● **DATA FOR REVIEW**:
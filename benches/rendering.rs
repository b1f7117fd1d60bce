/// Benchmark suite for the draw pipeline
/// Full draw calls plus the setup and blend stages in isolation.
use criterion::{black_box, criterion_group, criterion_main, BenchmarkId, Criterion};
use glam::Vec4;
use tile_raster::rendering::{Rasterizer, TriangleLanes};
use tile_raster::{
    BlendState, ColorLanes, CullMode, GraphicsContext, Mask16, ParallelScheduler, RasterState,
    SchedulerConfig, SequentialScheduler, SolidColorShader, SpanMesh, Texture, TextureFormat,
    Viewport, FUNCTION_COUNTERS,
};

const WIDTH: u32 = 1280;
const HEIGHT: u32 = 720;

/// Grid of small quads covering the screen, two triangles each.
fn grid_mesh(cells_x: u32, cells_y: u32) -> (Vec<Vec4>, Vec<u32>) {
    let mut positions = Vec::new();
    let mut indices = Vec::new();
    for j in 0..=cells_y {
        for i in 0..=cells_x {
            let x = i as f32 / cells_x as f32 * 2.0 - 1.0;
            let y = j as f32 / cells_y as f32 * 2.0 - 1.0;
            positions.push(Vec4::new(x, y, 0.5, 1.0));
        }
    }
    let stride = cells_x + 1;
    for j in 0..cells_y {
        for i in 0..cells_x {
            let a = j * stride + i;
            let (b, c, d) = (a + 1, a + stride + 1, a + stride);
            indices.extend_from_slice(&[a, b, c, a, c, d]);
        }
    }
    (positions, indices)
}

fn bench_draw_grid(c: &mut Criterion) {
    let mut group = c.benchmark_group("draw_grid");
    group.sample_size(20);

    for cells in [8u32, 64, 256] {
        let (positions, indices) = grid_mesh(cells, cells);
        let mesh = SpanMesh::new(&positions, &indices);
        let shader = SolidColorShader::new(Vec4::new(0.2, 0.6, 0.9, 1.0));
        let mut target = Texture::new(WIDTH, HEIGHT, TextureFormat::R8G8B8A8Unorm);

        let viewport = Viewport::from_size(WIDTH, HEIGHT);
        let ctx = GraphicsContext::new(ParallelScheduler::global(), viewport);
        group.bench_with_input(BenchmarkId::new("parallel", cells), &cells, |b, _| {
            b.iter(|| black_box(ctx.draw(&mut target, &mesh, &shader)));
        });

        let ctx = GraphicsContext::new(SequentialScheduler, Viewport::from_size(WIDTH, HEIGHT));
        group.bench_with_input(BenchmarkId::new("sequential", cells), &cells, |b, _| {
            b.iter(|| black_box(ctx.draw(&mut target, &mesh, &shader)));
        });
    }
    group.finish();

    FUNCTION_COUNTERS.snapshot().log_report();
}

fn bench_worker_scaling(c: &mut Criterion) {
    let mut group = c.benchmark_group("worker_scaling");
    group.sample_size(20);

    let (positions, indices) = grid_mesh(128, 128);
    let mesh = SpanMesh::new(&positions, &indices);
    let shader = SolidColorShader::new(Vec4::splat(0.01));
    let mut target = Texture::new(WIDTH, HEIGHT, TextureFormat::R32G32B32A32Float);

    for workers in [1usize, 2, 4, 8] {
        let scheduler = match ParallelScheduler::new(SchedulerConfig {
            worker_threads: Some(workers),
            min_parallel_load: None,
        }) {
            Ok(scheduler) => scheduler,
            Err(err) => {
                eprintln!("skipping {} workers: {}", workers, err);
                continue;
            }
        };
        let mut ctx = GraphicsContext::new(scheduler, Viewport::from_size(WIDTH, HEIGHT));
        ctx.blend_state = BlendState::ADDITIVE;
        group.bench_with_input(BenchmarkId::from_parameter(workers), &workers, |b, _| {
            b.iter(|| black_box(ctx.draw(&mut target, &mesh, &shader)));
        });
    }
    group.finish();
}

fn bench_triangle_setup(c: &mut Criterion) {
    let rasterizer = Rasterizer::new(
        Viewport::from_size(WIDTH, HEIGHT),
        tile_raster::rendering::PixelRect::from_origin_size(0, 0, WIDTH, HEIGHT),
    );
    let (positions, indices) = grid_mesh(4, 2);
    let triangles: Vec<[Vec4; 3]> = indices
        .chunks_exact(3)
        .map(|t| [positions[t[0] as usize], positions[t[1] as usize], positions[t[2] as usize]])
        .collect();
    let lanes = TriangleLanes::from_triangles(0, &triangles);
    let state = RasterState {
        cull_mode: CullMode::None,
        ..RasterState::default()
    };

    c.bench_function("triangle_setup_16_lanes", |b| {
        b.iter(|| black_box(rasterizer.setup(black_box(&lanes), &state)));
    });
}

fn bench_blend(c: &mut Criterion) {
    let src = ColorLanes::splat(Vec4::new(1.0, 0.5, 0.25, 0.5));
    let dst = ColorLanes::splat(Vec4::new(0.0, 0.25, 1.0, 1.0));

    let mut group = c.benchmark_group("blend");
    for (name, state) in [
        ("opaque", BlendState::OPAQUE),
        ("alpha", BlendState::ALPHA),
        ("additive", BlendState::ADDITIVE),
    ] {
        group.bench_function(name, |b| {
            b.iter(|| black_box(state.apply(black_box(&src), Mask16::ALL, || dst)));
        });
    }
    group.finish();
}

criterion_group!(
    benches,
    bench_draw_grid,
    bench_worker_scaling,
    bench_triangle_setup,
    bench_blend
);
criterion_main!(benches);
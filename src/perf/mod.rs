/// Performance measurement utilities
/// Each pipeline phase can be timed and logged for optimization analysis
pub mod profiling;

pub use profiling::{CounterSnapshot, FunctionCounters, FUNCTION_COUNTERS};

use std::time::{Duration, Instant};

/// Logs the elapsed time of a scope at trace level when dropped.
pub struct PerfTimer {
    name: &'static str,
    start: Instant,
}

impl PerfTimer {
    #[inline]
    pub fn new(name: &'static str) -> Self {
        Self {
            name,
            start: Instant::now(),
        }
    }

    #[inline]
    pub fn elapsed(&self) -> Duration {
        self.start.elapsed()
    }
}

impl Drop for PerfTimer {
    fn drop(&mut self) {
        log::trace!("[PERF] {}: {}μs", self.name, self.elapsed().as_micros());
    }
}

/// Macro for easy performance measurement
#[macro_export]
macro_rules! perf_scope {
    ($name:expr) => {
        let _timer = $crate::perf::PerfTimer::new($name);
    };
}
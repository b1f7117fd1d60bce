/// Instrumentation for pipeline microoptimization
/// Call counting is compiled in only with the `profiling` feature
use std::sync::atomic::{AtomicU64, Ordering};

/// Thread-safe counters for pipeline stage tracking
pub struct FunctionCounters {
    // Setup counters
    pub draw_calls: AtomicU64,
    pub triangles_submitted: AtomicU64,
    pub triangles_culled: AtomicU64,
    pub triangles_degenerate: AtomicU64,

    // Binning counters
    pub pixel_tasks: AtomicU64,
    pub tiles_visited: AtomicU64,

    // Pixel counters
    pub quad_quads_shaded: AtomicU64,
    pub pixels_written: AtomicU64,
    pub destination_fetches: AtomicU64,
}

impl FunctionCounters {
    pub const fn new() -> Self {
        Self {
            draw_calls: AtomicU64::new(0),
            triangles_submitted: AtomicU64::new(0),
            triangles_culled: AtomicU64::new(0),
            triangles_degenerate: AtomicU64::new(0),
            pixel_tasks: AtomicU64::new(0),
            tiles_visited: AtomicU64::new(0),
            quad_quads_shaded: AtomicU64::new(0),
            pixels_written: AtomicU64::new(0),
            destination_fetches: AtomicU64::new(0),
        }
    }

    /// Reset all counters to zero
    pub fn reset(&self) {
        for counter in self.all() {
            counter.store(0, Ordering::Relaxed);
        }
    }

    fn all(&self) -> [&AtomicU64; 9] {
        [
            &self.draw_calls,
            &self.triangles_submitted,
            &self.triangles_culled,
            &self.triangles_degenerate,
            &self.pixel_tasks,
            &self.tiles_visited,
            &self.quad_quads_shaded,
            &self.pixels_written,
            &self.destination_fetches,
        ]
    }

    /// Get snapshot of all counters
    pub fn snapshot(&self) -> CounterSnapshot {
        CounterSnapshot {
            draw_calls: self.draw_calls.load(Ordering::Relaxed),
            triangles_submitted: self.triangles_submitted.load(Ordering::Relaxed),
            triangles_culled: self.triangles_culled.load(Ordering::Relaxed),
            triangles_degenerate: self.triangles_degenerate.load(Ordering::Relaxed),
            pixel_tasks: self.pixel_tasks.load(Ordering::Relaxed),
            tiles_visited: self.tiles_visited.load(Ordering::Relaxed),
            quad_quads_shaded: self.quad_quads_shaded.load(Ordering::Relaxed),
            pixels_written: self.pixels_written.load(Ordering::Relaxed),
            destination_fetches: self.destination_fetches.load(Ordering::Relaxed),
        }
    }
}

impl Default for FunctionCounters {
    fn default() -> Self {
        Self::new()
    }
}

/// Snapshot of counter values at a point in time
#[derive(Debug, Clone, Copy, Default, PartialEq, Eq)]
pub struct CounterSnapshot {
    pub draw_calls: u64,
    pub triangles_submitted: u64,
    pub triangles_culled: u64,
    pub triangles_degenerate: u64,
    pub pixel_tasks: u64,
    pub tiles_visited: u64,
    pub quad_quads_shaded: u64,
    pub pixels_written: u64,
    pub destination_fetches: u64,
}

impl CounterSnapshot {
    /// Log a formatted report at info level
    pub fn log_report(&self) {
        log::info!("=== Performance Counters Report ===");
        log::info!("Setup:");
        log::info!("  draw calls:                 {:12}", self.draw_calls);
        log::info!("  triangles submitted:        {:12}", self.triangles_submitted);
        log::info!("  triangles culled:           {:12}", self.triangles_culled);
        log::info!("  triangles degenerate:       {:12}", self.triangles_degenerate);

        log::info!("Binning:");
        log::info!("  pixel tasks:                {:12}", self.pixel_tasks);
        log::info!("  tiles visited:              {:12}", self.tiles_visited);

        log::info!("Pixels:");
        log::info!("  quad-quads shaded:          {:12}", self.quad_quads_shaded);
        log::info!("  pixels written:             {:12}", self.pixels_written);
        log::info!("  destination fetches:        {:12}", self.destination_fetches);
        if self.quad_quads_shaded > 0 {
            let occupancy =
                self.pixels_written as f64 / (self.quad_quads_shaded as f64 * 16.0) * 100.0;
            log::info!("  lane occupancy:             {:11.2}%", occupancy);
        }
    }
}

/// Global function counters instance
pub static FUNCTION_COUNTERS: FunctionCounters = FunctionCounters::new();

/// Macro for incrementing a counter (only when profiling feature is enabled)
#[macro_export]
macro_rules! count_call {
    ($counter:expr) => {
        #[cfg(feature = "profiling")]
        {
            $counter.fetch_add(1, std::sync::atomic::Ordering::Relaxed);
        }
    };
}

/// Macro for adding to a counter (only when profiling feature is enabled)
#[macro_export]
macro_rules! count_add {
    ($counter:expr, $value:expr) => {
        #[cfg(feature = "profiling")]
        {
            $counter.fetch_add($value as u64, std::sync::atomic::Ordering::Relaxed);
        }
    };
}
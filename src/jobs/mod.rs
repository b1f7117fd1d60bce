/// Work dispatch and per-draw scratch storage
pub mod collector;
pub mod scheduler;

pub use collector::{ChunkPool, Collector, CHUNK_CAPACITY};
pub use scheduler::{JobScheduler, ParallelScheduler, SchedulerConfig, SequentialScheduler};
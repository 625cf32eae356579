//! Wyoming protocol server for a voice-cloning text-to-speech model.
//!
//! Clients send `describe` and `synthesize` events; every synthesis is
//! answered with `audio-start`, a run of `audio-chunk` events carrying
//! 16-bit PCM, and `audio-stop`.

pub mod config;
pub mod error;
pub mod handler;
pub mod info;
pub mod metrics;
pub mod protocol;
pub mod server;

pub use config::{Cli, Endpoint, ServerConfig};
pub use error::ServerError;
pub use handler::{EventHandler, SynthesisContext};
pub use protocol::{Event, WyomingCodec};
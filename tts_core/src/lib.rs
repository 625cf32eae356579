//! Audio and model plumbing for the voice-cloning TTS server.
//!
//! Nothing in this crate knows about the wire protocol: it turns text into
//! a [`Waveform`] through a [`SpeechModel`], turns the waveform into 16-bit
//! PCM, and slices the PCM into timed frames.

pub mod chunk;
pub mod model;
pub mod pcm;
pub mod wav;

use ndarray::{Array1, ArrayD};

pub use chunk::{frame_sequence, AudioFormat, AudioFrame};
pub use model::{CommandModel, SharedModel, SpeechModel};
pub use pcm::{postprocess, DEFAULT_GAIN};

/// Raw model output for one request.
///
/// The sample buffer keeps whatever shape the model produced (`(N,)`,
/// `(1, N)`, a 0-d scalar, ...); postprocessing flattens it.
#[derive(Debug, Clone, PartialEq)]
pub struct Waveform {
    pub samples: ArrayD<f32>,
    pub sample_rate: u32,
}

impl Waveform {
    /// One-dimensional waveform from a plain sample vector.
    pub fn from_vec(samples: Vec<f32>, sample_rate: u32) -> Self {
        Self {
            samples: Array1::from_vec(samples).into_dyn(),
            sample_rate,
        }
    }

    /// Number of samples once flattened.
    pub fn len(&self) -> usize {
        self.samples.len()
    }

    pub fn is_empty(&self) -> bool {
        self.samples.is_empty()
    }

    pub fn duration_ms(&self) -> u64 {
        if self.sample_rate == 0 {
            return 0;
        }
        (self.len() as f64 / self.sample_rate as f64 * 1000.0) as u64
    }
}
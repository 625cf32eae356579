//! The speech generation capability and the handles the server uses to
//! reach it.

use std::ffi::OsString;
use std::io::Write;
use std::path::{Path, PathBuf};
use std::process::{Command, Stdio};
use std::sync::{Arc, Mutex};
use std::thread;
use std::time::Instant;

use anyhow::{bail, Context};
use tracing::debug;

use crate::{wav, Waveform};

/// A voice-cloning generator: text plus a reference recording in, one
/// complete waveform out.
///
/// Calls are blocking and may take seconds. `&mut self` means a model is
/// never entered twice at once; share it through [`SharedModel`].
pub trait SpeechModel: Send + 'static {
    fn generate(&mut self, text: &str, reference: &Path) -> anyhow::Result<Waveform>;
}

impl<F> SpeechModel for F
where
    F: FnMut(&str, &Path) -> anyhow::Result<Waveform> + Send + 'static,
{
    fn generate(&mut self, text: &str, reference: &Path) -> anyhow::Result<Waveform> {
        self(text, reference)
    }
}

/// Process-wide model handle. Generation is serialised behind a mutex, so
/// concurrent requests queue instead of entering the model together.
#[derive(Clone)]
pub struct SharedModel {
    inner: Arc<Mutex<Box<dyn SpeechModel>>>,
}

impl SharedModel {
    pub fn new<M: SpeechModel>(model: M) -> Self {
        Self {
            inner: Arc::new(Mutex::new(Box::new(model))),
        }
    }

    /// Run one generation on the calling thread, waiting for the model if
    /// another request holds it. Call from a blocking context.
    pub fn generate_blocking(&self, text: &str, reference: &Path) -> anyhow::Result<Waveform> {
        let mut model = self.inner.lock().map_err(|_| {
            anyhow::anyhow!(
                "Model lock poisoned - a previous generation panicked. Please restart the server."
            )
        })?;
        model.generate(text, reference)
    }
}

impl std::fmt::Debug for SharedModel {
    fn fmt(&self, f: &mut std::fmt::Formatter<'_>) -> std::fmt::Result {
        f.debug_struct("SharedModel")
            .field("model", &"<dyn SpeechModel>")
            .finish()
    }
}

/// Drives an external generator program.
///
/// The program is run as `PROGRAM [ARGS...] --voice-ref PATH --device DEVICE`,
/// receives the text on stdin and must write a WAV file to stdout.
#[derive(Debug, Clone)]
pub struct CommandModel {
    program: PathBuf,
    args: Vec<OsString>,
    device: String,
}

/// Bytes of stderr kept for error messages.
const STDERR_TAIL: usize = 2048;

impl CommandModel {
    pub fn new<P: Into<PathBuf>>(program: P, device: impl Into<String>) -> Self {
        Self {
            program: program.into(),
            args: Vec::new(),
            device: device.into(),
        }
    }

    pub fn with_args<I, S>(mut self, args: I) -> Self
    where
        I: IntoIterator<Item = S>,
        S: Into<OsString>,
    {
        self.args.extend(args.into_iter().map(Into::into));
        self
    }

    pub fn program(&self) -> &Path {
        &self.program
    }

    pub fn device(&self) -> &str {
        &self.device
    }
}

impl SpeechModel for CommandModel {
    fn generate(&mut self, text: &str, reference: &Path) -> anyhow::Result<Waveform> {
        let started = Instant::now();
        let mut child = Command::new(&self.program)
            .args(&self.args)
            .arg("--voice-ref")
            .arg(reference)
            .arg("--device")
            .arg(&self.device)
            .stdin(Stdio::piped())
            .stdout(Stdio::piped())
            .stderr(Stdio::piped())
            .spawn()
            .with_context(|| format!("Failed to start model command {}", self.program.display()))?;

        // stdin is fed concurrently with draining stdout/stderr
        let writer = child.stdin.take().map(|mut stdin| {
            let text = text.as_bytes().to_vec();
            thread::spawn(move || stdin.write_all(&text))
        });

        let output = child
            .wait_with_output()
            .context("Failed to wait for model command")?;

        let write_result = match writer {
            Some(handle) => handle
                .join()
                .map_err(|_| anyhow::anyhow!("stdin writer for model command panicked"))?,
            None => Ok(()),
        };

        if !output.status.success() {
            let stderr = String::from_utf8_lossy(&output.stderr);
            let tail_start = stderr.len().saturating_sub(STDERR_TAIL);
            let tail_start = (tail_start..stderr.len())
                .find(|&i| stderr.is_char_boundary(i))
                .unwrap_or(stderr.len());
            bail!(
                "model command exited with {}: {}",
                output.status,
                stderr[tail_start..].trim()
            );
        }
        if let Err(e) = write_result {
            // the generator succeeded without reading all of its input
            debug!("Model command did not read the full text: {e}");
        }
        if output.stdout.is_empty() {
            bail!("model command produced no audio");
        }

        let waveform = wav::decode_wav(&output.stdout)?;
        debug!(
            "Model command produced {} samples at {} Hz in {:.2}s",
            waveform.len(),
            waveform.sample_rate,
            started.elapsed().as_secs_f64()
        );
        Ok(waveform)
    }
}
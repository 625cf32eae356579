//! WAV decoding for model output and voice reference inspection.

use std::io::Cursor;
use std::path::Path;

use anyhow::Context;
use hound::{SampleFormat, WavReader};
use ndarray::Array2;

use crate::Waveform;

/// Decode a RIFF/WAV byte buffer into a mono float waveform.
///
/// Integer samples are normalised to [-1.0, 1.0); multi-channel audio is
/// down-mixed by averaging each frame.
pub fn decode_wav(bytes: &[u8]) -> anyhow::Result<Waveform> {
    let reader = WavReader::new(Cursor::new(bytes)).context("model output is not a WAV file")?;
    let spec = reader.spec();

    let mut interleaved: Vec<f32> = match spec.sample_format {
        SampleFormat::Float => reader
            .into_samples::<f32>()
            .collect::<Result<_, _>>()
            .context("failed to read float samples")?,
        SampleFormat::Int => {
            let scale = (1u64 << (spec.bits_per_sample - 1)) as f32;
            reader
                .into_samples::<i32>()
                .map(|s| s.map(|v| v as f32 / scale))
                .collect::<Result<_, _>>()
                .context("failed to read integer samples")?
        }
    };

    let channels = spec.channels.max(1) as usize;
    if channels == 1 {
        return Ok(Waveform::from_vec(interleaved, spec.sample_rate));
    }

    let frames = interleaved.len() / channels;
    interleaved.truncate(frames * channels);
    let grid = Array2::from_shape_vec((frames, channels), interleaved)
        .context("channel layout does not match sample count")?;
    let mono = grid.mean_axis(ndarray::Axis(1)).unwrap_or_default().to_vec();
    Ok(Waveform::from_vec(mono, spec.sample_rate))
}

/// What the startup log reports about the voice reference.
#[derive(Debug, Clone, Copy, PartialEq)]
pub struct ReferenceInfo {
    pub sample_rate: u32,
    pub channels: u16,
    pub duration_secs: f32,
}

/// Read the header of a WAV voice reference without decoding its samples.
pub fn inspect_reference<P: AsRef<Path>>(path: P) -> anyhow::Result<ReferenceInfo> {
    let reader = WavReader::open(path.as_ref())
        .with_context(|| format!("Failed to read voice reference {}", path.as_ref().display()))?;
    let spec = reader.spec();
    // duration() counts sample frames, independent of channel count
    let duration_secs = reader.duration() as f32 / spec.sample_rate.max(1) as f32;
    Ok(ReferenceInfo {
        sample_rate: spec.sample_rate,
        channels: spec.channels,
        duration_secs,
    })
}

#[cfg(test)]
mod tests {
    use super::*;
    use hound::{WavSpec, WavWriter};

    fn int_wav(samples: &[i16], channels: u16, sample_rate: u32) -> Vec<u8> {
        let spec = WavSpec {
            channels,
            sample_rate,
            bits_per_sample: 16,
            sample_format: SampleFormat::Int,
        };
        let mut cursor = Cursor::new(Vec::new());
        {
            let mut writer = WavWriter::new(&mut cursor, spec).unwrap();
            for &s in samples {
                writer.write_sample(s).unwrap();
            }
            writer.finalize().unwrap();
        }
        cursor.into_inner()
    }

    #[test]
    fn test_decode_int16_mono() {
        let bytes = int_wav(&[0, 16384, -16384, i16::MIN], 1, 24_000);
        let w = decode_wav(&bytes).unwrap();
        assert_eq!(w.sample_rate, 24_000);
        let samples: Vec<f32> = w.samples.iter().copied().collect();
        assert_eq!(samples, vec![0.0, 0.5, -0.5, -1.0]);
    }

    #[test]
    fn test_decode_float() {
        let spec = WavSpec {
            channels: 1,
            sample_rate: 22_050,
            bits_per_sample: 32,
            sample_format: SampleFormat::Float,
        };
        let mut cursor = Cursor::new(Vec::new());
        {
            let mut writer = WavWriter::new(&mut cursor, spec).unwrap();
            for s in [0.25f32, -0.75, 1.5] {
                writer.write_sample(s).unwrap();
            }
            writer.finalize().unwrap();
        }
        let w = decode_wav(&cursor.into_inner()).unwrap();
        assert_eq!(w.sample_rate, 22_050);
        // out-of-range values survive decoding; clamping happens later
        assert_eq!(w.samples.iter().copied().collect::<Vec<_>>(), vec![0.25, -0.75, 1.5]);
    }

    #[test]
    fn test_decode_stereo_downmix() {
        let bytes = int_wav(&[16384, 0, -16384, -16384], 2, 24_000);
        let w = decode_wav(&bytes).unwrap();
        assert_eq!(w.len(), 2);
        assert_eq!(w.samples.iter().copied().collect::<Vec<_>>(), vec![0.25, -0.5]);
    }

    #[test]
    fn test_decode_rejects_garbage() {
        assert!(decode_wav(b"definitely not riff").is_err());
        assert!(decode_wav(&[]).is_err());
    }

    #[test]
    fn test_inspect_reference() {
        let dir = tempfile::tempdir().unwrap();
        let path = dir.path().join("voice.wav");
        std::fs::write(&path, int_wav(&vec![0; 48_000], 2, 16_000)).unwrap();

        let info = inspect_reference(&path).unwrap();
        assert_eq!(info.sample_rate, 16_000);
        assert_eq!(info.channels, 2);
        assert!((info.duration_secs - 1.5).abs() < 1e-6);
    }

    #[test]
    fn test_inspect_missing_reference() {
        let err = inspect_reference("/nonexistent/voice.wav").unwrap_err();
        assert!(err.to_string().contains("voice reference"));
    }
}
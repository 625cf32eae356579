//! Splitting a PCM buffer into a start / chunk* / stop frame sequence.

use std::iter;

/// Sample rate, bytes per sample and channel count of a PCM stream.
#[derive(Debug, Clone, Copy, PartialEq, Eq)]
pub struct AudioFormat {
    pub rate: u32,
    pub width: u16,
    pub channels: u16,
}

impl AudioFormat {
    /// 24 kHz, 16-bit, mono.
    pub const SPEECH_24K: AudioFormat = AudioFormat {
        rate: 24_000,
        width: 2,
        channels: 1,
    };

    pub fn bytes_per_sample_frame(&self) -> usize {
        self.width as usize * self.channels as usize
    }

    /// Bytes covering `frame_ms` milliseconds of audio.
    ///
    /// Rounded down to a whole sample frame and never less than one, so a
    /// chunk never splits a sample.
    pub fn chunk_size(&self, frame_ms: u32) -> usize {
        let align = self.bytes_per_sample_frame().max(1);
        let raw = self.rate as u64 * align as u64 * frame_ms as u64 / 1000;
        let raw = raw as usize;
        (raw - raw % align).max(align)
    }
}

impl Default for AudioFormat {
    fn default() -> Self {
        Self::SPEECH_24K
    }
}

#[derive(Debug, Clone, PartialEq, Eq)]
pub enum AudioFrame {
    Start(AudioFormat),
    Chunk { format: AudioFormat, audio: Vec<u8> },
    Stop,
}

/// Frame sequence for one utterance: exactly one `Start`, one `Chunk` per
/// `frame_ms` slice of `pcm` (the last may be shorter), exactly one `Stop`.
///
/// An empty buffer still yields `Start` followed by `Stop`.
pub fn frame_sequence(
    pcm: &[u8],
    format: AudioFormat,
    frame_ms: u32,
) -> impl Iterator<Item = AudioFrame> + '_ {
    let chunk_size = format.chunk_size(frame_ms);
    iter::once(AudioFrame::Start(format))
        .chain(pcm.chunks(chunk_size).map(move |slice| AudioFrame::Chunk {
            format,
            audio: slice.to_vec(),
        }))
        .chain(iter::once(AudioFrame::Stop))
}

● **ASSIGNED TASK**: Copy out each line of the listing that holds "ArrayD".

● **OUTPUT BELOW**:
use ndarray::{Array1, ArrayD};
    pub samples: ArrayD<f32>,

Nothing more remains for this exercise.